勝元の屋敷で過ごして三日が経ち、移香は身体の調子を確認するために木刀を持って庭に出た。しばらく無心に素振りをしていたが、移香はふと一つの事に気が付いた。
(恐らく、剣を使うのなら鶴より蜘蛛の方が、俺には合っている)
移香の体感覚では、鶴は飛行や冷気といった特殊な力に優れているが、気配をたてず素早く剣を使うという事に関しては、蜘蛛の方が優位なのだった。
移香は独り考えながら素振りを続けた。
鶏化怪鬼であった西陣南帝を倒さねば、相手がその実を貰った相手を聞くことはできない。しかし西陣南帝と戦うとなれば、山名宗全が現れる。武技だけでも宗全の強さは別格のものだった。
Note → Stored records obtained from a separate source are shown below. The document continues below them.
//! Weather entity platform
//!
//! Integrations implement [`WeatherSource`] and hand their sources to the
//! [`WeatherPlatform`] as [`WeatherEntity`]s. The entity turns native readings
//! into state attributes in the host's unit system and keeps the state store
//! current while it follows a coordinator.

pub mod consts;
mod entity;
mod platform;
mod source;
pub mod units;

pub use consts::*;
pub use entity::WeatherEntity;
pub use platform::WeatherPlatform;
pub use source::{Forecast, WeatherSource};
pub use units::{PrecipitationUnit, PressureUnit, SpeedUnit, TemperatureUnit};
(加えてあの炎の力。炎の力に対抗するためには鶴の冷気が向いているがーーそうすると剣技で奴に後れをとる)
迷いのなかにいる移香に、不意に声がかけられた。
「調子はどうかね?」
近づいてきた気配も感じさせずに傍にいたのは、細川勝元だった。
「おかげさんで。すっかり良いようです」
移香の言葉を聞くと、勝元は静かに微笑した。
「貴殿はかなりの剣術使いと盛時殿から聞いている。どうだろう、一つ手合わせ願いまいか?」
見ると勝元は既に木刀を手にしている。移香は呆れたように笑みを浮かべた。
「あんたは平和好きの文人だと聞いてたんだがな」
「争いは好まぬ。だが平和を好むことと、平和を守るための力すら持たないことは異なると思うが。いかがかな?」
「理屈じゃ、あんたや新九郎には勝てねえよ」
移香はそう軽口をたたくと、木刀を正眼に構えてみせた。合わせて、勝元が正眼に構える。
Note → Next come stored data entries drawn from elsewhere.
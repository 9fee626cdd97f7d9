//! Shared fixtures for met integration tests
//!
//! A [`TestHarness`] wires a host with the met integration registered against
//! an in-memory [`MockMetApi`].

#![allow(dead_code)]

use async_trait::async_trait;
use ha_config::CoreConfig;
use ha_config_entries::{ConfigEntries, ConfigEntry};
use ha_hass::HomeAssistant;
use ha_met::{
    Location, MetApiError, MetDataUpdateCoordinator, MetWeatherApi, MetWeatherData,
    MetWeatherPlatform, DOMAIN,
};
use serde_json::{json, Map, Value};
use std::sync::{Arc, Mutex};
use std::time::Duration;

/// Latitude and longitude of the test home
pub const HOME: (f64, f64) = (59.9139, 10.7522);

pub fn init_tracing() {
    let _ = tracing_subscriber::fmt()
        .with_env_filter(tracing_subscriber::EnvFilter::from_default_env())
        .with_test_writer()
        .try_init();
}

fn object(value: Value) -> Map<String, Value> {
    match value {
        Value::Object(map) => map,
        other => panic!("expected a JSON object, got {other}"),
    }
}

/// Provider data with a mix of complete and incomplete forecast items
pub fn weather_data() -> MetWeatherData {
    MetWeatherData {
        current_weather_data: object(json!({
            "condition": "cloudy",
            "air_temperature": 21.5,
            "relative_humidity": 63.0,
            "air_pressure_at_sea_level": 1012.4,
            "wind_speed": 3.5,
            "wind_from_direction": 210.0,
            "wind_speed_of_gust": 7.0,
            "dew_point_temperature": 14.1,
            "cloud_area_fraction": 88.0,
        })),
        hourly_forecast: vec![
            object(json!({
                "datetime": "2026-10-18T12:00:00+00:00",
                "temperature": 21.0,
                "condition": "partlycloudy_day",
                "precipitation": 0.0,
                "wind_speed": 3.1,
            })),
            object(json!({
                "datetime": "2026-10-18T13:00:00+00:00",
                "temperature": 21.4,
                "condition": "lightrainshowers_day",
            })),
            // no temperature
            object(json!({
                "datetime": "2026-10-18T14:00:00+00:00",
                "condition": "rain",
            })),
        ],
        daily_forecast: vec![
            object(json!({
                "datetime": "2026-10-19T00:00:00+00:00",
                "temperature": 17.0,
                "templow": 9.0,
                "condition": "heavyrainshowersandthunder_night",
                "precipitation": 12.5,
            })),
            // no datetime
            object(json!({
                "temperature": 15.0,
                "condition": "clearsky_day",
            })),
            object(json!({
                "datetime": "2026-10-21T00:00:00+00:00",
                "temperature": 14.0,
                "condition": "volcanic_ash",
            })),
        ],
    }
}

/// In-memory weather provider recording every fetch
pub struct MockMetApi {
    response: Mutex<Result<MetWeatherData, MetApiError>>,
    fetches: Mutex<Vec<Location>>,
}

impl MockMetApi {
    pub fn new(data: MetWeatherData) -> Arc<Self> {
        Arc::new(Self {
            response: Mutex::new(Ok(data)),
            fetches: Mutex::new(Vec::new()),
        })
    }

    pub fn respond_with(&self, response: Result<MetWeatherData, MetApiError>) {
        *self.response.lock().unwrap() = response;
    }

    pub fn fetches(&self) -> Vec<Location> {
        self.fetches.lock().unwrap().clone()
    }

    pub fn fetch_count(&self) -> usize {
        self.fetches.lock().unwrap().len()
    }

    /// Wait until a fetch for `latitude` has been made
    pub async fn wait_for_fetch_at(&self, latitude: f64) -> bool {
        for _ in 0..100 {
            if self.fetches().iter().any(|l| l.latitude == latitude) {
                return true;
            }
            tokio::time::sleep(Duration::from_millis(10)).await;
        }
        false
    }
}

#[async_trait]
impl MetWeatherApi for MockMetApi {
    async fn fetch(&self, location: Location) -> Result<MetWeatherData, MetApiError> {
        self.fetches.lock().unwrap().push(location);
        self.response.lock().unwrap().clone()
    }
}

pub struct TestHarness {
    pub hass: Arc<HomeAssistant>,
    pub entries: Arc<ConfigEntries<MetDataUpdateCoordinator>>,
    pub platform: Arc<MetWeatherPlatform>,
    pub api: Arc<MockMetApi>,
}

impl TestHarness {
    pub fn new(config: CoreConfig) -> Self {
        init_tracing();

        let hass = Arc::new(HomeAssistant::new(config));
        let entries = ConfigEntries::new(hass.clone());
        let api = MockMetApi::new(weather_data());
        let platform = ha_met::register(&entries, api.clone());

        Self {
            hass,
            entries,
            platform,
            api,
        }
    }

    /// Host with a real home location named "Oslo"
    pub fn with_home() -> Self {
        Self::new(CoreConfig {
            location_name: "Oslo".to_string(),
            latitude: HOME.0,
            longitude: HOME.1,
            elevation: 23,
            ..Default::default()
        })
    }

    /// Add an entry with `data` and return its id
    pub fn add_entry(&self, title: &str, data: Value) -> String {
        let mut entry = ConfigEntry::new(DOMAIN, title);
        for (key, value) in object(data) {
            entry = entry.with_data_value(key, value);
        }
        self.entries.add(entry).unwrap().entry_id
    }

    pub fn entry(&self, entry_id: &str) -> ConfigEntry<MetDataUpdateCoordinator> {
        self.entries.get(entry_id).unwrap()
    }

    pub fn coordinator(&self, entry_id: &str) -> Arc<MetDataUpdateCoordinator> {
        self.entry(entry_id)
            .runtime_data
            .expect("entry has no coordinator")
    }

    pub fn assert_state(&self, entity_id: &str, expected: &str) {
        let state = self.hass.states.get_state(entity_id);
        assert_eq!(
            state.as_deref(),
            Some(expected),
            "Expected entity {} to be in state '{}', but was {:?}",
            entity_id,
            expected,
            state
        );
    }
}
つ…と勝元が入る。移香は下がって間合いを切る。と、思わせた直後、逆に移香が間合いに入り返す。だが勝元は動じる様子もなく、動かない。
(こいつは……できるな)
移香がなおも切っ先で間合いを詰める。しかしまだ勝元は動かない。と、移香が振りかぶって斬りかかる。その起こり頭を狙って、勝元が斬りかかった。
(むーー)
瞬時に判断し、移香は斬りかかりの勢いを途中で戻し、踏みとどまって後退した。勝元の木刀が空を切る。ところを移香が踏み込み、その面の上で木刀を寸止めした。
「お見事」
勝元が少し悔しそうに微笑んだ。
「確かに、移香斎殿は素晴らしい剣術家のようだ」
「いや、あんたもやるよ」
移香がそう言いかけた時、ぞわりとした空気が勝元から漂ってきた。
「では、今度は私も本気を出そう」
そう言った勝元の鼻が長く伸び、顔には青い体毛が伸びてくる。身体も青い体毛に包まれ、耳が三角に伸びてピンと張った。
「狗……」
それは犬の化怪鬼の姿だった。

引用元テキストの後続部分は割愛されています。